EXERCISE: This task calls for copying every line of the records that includes the word "tests".

Data items:
* * *
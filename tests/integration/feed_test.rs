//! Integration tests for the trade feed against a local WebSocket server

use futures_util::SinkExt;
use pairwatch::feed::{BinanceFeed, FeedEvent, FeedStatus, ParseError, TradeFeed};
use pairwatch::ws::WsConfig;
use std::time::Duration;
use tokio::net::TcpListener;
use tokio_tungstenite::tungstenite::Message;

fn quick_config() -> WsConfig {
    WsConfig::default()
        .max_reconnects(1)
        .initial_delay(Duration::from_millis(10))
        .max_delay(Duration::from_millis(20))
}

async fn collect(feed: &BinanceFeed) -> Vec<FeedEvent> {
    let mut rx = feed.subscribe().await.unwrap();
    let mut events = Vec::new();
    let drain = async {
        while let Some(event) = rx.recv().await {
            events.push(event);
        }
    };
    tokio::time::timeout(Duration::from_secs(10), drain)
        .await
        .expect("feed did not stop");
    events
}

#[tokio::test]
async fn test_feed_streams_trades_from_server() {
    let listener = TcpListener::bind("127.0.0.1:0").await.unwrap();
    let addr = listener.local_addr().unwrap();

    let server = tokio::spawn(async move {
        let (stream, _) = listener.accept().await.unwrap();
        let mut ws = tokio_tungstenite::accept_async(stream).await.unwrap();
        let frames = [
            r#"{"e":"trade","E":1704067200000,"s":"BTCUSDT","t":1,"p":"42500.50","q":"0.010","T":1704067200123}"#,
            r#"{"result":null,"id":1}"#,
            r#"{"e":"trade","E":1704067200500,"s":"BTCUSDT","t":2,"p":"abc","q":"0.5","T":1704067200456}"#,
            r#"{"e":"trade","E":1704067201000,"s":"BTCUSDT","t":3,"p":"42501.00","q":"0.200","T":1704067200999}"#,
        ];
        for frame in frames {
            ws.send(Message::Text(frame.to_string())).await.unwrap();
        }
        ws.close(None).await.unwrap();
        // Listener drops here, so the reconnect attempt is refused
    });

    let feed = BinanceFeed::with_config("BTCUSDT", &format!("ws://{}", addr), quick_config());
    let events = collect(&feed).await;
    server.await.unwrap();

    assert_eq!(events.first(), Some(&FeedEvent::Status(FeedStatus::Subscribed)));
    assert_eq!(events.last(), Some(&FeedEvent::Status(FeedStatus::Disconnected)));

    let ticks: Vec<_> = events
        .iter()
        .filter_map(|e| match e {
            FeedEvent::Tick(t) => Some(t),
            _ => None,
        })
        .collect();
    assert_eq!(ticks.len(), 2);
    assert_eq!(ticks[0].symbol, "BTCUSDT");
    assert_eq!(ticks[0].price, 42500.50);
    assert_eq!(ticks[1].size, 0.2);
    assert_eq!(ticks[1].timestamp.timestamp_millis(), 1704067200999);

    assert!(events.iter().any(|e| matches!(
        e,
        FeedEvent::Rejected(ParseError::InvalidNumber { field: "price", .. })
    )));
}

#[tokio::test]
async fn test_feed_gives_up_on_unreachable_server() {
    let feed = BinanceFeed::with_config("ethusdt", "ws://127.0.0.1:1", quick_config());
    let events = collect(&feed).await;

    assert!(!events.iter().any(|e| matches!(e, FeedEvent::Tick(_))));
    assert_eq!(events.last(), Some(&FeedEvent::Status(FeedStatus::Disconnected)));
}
* * *
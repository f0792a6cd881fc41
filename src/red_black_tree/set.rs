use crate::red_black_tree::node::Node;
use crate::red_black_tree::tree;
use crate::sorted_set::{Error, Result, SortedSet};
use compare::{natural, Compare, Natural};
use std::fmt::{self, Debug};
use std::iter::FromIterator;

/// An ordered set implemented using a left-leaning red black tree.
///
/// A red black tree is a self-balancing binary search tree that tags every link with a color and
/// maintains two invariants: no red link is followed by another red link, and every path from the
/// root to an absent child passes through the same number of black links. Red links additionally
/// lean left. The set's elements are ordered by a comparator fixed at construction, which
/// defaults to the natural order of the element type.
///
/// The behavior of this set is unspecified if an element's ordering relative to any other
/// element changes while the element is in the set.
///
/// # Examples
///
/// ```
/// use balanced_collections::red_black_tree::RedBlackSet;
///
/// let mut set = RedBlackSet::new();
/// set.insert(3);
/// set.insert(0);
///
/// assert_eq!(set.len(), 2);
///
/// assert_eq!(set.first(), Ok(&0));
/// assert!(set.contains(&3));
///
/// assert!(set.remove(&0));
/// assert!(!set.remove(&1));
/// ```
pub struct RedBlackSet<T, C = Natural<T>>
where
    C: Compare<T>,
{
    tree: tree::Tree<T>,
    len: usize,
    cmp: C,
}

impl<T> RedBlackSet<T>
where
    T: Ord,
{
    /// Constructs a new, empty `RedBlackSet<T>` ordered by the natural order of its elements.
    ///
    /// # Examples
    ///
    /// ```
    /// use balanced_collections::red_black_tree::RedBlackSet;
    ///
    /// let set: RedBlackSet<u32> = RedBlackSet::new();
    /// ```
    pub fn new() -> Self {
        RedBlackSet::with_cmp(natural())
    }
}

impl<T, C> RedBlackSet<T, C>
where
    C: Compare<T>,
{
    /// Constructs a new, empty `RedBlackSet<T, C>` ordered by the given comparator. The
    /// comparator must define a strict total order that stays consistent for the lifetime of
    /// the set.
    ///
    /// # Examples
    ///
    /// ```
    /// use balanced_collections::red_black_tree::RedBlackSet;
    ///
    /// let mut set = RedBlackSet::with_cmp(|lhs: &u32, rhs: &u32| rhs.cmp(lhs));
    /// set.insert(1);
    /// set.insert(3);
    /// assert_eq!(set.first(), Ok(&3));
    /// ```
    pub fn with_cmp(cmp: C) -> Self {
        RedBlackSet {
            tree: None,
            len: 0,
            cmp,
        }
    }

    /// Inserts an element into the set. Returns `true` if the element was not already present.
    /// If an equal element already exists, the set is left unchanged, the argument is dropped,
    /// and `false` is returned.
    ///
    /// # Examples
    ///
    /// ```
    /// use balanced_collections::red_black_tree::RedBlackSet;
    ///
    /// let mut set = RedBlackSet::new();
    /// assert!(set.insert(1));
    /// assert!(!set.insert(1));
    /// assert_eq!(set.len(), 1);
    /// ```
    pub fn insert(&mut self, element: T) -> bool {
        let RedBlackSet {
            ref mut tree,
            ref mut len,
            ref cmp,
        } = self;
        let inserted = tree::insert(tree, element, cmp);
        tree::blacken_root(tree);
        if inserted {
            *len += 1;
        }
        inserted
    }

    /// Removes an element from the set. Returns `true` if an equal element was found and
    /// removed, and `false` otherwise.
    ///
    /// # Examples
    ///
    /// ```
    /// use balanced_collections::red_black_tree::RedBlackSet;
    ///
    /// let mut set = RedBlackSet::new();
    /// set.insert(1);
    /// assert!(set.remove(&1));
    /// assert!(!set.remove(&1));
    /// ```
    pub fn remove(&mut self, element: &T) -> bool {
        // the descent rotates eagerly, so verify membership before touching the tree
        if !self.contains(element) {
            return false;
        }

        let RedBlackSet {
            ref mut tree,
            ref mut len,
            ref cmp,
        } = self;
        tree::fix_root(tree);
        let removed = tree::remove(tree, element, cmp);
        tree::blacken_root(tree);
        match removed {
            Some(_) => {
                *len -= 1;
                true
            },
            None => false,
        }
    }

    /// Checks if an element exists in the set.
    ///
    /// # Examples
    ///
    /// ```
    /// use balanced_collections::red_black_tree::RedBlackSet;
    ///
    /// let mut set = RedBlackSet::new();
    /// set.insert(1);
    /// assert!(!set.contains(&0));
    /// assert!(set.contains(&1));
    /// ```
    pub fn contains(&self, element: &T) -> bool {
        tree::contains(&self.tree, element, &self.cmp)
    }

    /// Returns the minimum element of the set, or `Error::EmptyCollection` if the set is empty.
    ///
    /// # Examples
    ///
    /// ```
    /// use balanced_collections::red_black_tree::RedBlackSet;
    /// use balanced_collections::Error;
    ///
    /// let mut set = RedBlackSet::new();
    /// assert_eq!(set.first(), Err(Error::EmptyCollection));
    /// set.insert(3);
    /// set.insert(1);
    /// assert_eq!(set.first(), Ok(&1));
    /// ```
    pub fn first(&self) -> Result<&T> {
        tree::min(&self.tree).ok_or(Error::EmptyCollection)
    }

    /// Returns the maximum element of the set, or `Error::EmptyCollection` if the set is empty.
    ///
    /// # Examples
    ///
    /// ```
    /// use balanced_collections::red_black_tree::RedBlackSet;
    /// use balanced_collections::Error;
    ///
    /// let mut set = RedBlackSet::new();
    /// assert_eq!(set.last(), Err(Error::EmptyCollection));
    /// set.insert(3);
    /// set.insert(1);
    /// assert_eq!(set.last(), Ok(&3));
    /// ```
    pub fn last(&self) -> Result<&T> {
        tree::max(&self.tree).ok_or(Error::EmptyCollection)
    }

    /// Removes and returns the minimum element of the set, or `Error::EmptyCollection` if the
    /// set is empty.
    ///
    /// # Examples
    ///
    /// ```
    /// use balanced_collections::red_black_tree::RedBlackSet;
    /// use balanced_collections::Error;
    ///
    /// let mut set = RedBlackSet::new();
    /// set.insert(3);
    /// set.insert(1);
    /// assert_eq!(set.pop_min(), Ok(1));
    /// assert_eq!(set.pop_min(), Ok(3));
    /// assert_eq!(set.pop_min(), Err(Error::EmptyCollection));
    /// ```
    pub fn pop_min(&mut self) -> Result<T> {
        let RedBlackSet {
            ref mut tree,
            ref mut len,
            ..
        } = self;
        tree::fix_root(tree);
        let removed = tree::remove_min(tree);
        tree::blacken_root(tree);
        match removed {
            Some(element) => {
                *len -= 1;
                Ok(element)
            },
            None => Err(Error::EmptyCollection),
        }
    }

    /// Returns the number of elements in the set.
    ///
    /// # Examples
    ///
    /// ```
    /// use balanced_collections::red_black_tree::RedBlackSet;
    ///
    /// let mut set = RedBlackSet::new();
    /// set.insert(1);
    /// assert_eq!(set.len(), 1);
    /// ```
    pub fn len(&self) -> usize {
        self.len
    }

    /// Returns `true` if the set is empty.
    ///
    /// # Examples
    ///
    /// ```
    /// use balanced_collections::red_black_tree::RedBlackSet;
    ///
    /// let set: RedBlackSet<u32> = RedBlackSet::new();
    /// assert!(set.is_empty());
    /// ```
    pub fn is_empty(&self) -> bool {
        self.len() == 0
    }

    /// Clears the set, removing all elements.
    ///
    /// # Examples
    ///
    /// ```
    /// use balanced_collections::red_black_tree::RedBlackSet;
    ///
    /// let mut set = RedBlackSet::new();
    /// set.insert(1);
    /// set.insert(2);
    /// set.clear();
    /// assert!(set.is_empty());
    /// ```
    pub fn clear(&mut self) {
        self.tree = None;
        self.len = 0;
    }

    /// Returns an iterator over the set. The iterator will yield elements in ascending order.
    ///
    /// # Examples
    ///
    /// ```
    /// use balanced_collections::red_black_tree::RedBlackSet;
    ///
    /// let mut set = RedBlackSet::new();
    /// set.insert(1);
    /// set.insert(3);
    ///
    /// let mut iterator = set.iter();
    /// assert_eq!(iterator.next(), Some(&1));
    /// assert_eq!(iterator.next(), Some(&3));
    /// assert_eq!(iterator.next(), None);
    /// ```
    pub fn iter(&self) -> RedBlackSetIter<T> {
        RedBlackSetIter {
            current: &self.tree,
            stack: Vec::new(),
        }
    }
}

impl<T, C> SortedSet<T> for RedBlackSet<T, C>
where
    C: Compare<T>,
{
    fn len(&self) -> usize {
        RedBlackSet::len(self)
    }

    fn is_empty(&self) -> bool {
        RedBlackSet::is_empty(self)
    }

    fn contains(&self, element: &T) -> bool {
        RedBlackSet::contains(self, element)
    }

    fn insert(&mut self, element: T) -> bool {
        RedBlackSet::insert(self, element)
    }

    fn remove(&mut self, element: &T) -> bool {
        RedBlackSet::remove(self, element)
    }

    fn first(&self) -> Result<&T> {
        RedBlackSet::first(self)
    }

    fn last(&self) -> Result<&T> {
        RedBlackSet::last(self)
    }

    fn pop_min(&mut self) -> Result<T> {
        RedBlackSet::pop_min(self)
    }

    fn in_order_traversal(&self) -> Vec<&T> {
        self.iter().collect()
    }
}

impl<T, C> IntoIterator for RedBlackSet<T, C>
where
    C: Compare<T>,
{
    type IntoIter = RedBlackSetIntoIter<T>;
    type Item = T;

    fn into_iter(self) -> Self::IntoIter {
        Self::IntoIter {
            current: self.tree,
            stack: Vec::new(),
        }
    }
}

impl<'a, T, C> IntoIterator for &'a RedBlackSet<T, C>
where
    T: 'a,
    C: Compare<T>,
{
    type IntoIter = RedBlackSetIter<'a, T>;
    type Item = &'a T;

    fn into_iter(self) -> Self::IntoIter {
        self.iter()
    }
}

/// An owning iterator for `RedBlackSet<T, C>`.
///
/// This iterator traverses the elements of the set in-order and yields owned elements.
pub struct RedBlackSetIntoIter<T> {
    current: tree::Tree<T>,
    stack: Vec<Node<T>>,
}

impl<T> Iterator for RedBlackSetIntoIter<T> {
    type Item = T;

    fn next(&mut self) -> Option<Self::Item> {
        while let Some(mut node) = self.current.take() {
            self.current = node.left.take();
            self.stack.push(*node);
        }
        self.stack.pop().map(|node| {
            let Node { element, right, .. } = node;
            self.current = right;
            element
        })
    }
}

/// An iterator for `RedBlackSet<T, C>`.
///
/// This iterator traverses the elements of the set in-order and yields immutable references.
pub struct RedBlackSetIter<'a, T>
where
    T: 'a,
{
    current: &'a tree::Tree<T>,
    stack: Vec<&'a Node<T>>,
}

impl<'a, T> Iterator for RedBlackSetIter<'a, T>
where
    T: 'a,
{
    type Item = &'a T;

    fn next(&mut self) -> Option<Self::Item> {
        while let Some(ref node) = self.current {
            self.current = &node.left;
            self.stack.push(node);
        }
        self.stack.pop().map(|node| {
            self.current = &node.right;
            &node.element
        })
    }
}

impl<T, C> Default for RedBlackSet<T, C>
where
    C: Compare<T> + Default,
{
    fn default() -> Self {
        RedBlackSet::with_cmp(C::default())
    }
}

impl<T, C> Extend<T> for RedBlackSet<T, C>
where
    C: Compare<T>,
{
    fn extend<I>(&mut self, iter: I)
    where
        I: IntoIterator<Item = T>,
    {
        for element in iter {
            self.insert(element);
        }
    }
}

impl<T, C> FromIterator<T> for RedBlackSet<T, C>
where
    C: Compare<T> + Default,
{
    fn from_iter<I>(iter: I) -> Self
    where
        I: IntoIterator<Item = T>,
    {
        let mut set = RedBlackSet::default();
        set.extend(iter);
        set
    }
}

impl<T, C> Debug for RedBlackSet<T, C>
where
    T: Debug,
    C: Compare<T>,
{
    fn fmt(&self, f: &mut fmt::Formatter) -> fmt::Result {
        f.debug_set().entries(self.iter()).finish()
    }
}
* * *
RESPONSE FOR THIS EXERCISE:
filename tests/integration/feed_test.rs
//! Integration tests for the trade feed against a local WebSocket server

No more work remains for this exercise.